While discovering novel putative UGTs is straightforward in the post-genomic era, characterizing them remains a tremendously low throughput process. Detailed structural and biochemical studies on each individual UGT will facilitate selecting and engineering them for specific applications. Such endeavors are extremely time-consuming; nevertheless, significant progress has been made in both enzyme discovery and engineering. Advances in high-throughput approaches to systematically characterize UGTs may provide the global understanding of the enzyme family to begin elucidating more basic structure–function principles to not only predict function better, but also refine engineering efforts. Currently, there are limited resources to predict UGT functions based on their sequence information alone. Further studies that aim at functional prediction of carbohydrate-related biosynthetic enzymes could greatly facilitate their applications in drug discovery, as well as in research and other industries.
While conceptually intriguing, the implementations of UGT-mediated small molecule glycosylation methods to facilitate drug discovery so far have seen few examples. A successful application of UGTs in glycoside production at industrial scale will require careful considerations. In vitro processes will have to consider sugar donor costs and recycling strategies, as well as concentrations and solubility of substrates, and completeness of reaction. On the other hand, in vivo processes will require considerations regarding substrate availability, off-targets, competing pathways, and product isolation. Recent process engineering efforts involving UDP-glucose production and UDP cycling by coupling UGTs with sucrose synthase enzymes demonstrated that enzymatic glycosylation can be optimized to meet the high efficiency demands of industrial applications.78–80 Notably, a gram scale synthesis of C-glycoside nothofagin was demonstrated in both a batch synthesis79 and a flow synthesis80 process. A means to produce large amounts of other nucleotide sugars inexpensively will further facilitate wide-ranging applications of UGTs in drug discovery.
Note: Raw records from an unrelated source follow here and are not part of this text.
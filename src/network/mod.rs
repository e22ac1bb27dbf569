use std::collections::BTreeSet;

use crate::consensus::{message::ConsensusMessage, peers::Peers};

/*
    Transport is in-process, point-to-point and synchronous: a broadcast
    returns one envelope per recipient and the cluster hands each envelope to
    its replica before the next logical step starts. The broadcaster has
    already logged its own copy, so it is never a recipient.

    There are no timeouts and no retransmission. A message the network does
    not deliver is simply gone, and the instance waiting on it stays pending.
*/

#[derive(Clone, PartialEq, Eq, Debug)]
pub struct Envelope {
    pub recipient: String,
    pub message: ConsensusMessage,
}

pub trait Network: Send + Sync {
    fn broadcast(&self, message: &ConsensusMessage, peers: &Peers) -> Vec<Envelope>;
}

/// Delivers every broadcast to every other member.
#[derive(Debug, Clone, Copy, Default)]
pub struct InProcessNetwork;

impl Network for InProcessNetwork {
    fn broadcast(&self, message: &ConsensusMessage, peers: &Peers) -> Vec<Envelope> {
        peers
            .names()
            .filter(|name| *name != message.sender)
            .map(|name| Envelope {
                recipient: name.to_string(),
                message: message.clone(),
            })
            .collect()
    }
}

/// Cuts the listed replicas off: nothing they send leaves, nothing sent to
/// them arrives.
#[derive(Debug, Clone, Default)]
pub struct PartitionedNetwork {
    isolated: BTreeSet<String>,
}

impl PartitionedNetwork {
    pub fn isolating<I, S>(replicas: I) -> Self
    where
        I: IntoIterator<Item = S>,
        S: Into<String>,
    {
        PartitionedNetwork {
            isolated: replicas.into_iter().map(Into::into).collect(),
        }
    }

    pub fn is_isolated(&self, replica: &str) -> bool {
        self.isolated.contains(replica)
    }
}

impl Network for PartitionedNetwork {
    fn broadcast(&self, message: &ConsensusMessage, peers: &Peers) -> Vec<Envelope> {
        if self.is_isolated(&message.sender) {
            return Vec::new();
        }
        InProcessNetwork
            .broadcast(message, peers)
            .into_iter()
            .filter(|envelope| !self.is_isolated(&envelope.recipient))
            .collect()
    }
}

#[cfg(test)]
mod tests {
    use super::*;
    use crate::common::{config::ClusterConfig, identity::ReplicaIdentity};
    use crate::consensus::{message::Phase, peers::Peer};

    fn setup() -> (Vec<ReplicaIdentity>, Peers) {
        let identities: Vec<ReplicaIdentity> = ClusterConfig::default()
            .replicas
            .iter()
            .map(|c| ReplicaIdentity::from_config(c).unwrap())
            .collect();
        let peers = Peers::new(
            identities
                .iter()
                .map(|id| Peer {
                    name: id.name().to_string(),
                    public_key: id.public_key().clone(),
                    identity: id.identity().clone(),
                })
                .collect(),
        );
        (identities, peers)
    }

    fn recipients(envelopes: &[Envelope]) -> Vec<&str> {
        envelopes.iter().map(|e| e.recipient.as_str()).collect()
    }

    #[test]
    fn test_broadcast_skips_sender() {
        let (identities, peers) = setup();
        let message = ConsensusMessage::signed(Phase::Prepare, 1, 0, "A:widget:10:5", &identities[1]);

        let envelopes = InProcessNetwork.broadcast(&message, &peers);
        assert_eq!(recipients(&envelopes), vec!["A", "C", "D"]);
        assert!(envelopes.iter().all(|e| e.message == message));
    }

    #[test]
    fn test_partition_drops_both_directions() {
        let (identities, peers) = setup();
        let network = PartitionedNetwork::isolating(["C"]);

        let from_a = ConsensusMessage::signed(Phase::PrePrepare, 1, 0, "A:widget:10:5", &identities[0]);
        assert_eq!(recipients(&network.broadcast(&from_a, &peers)), vec!["B", "D"]);

        let from_c = ConsensusMessage::signed(Phase::Prepare, 1, 0, "A:widget:10:5", &identities[2]);
        assert!(network.broadcast(&from_c, &peers).is_empty());
    }
}
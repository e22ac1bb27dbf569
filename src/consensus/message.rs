use num_bigint::BigUint;
use serde::{Deserialize, Serialize};

use crate::common::{decimal, identity::ReplicaIdentity};

/*
    Every protocol message carries the tuple ⟨phase, sequence, view, record⟩
    and the sender's RSA signature over its canonical encoding

        "<phase-tag>:<sequence>:<view>:<record>"

    with tags "pre-prepare", "prepare" and "commit". Including the tag keeps a
    prepare signature from being replayed as a commit for the same instance.
*/

pub trait Signable {
    fn signing_bytes(&self) -> Vec<u8>;
}

#[derive(Clone, Copy, PartialEq, Eq, Hash, Debug, Serialize, Deserialize)]
#[serde(rename_all = "kebab-case")]
pub enum Phase {
    PrePrepare,
    Prepare,
    Commit,
}

#[derive(Clone, PartialEq, Eq, Debug, Serialize, Deserialize)]
pub struct ConsensusMessage {
    pub phase: Phase,
    pub sequence: u64,
    pub view: u64,
    pub record: String,
    #[serde(with = "decimal")]
    pub signature: BigUint,
    pub sender: String,
}

impl Phase {
    pub fn tag(&self) -> &'static str {
        match self {
            Phase::PrePrepare => "pre-prepare",
            Phase::Prepare => "prepare",
            Phase::Commit => "commit",
        }
    }
}

impl AsRef<[u8]> for Phase {
    fn as_ref(&self) -> &[u8] {
        self.tag().as_bytes()
    }
}

pub fn canonical_bytes(phase: Phase, sequence: u64, view: u64, record: &str) -> Vec<u8> {
    format!("{}:{}:{}:{}", phase.tag(), sequence, view, record).into_bytes()
}

impl ConsensusMessage {
    pub fn signed(
        phase: Phase,
        sequence: u64,
        view: u64,
        record: impl Into<String>,
        signer: &ReplicaIdentity,
    ) -> Self {
        let record = record.into();
        let signature = signer.sign(&canonical_bytes(phase, sequence, view, &record));
        ConsensusMessage {
            phase,
            sequence,
            view,
            record,
            signature,
            sender: signer.name().to_string(),
        }
    }

    /// Same instance and payload, regardless of phase or sender.
    pub fn matches(&self, sequence: u64, view: u64, record: &str) -> bool {
        self.sequence == sequence && self.view == view && self.record == record
    }
}

impl Signable for ConsensusMessage {
    fn signing_bytes(&self) -> Vec<u8> {
        canonical_bytes(self.phase, self.sequence, self.view, &self.record)
    }
}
Overall, there is a great promise in using UGTs to expand the chemical space available for drug discovery. Synthesizing new glycoside variants for functional exploration is an area in which strategic applications of UGT-mediated glycosylation can have great positive impacts on drug discovery. Moreover, UGTs may help simplify or optimize the production process of existing glycosides, increasing access to relevant drug molecules.